- AIM OF THE EXERCISE
Within the entries below, find each line containing the word "Clone" and copy it.

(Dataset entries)
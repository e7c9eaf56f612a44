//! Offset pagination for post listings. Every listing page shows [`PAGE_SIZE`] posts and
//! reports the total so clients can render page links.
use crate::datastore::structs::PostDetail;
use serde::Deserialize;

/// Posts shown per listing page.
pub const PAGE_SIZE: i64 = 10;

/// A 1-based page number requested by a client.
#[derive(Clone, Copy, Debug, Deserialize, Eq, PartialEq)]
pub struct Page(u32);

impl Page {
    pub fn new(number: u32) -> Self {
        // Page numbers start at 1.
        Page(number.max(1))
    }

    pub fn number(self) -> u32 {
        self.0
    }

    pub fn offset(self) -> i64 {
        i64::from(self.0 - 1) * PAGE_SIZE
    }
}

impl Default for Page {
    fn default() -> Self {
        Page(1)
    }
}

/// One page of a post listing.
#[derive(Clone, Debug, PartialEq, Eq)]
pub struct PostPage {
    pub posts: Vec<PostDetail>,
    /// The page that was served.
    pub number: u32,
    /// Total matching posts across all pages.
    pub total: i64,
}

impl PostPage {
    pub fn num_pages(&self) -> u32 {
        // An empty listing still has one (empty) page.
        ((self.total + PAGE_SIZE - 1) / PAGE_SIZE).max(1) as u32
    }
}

- FINISHED TASK
#[derive(Clone, Copy, Debug, Deserialize, Eq, PartialEq)]
#[derive(Clone, Debug, PartialEq, Eq)]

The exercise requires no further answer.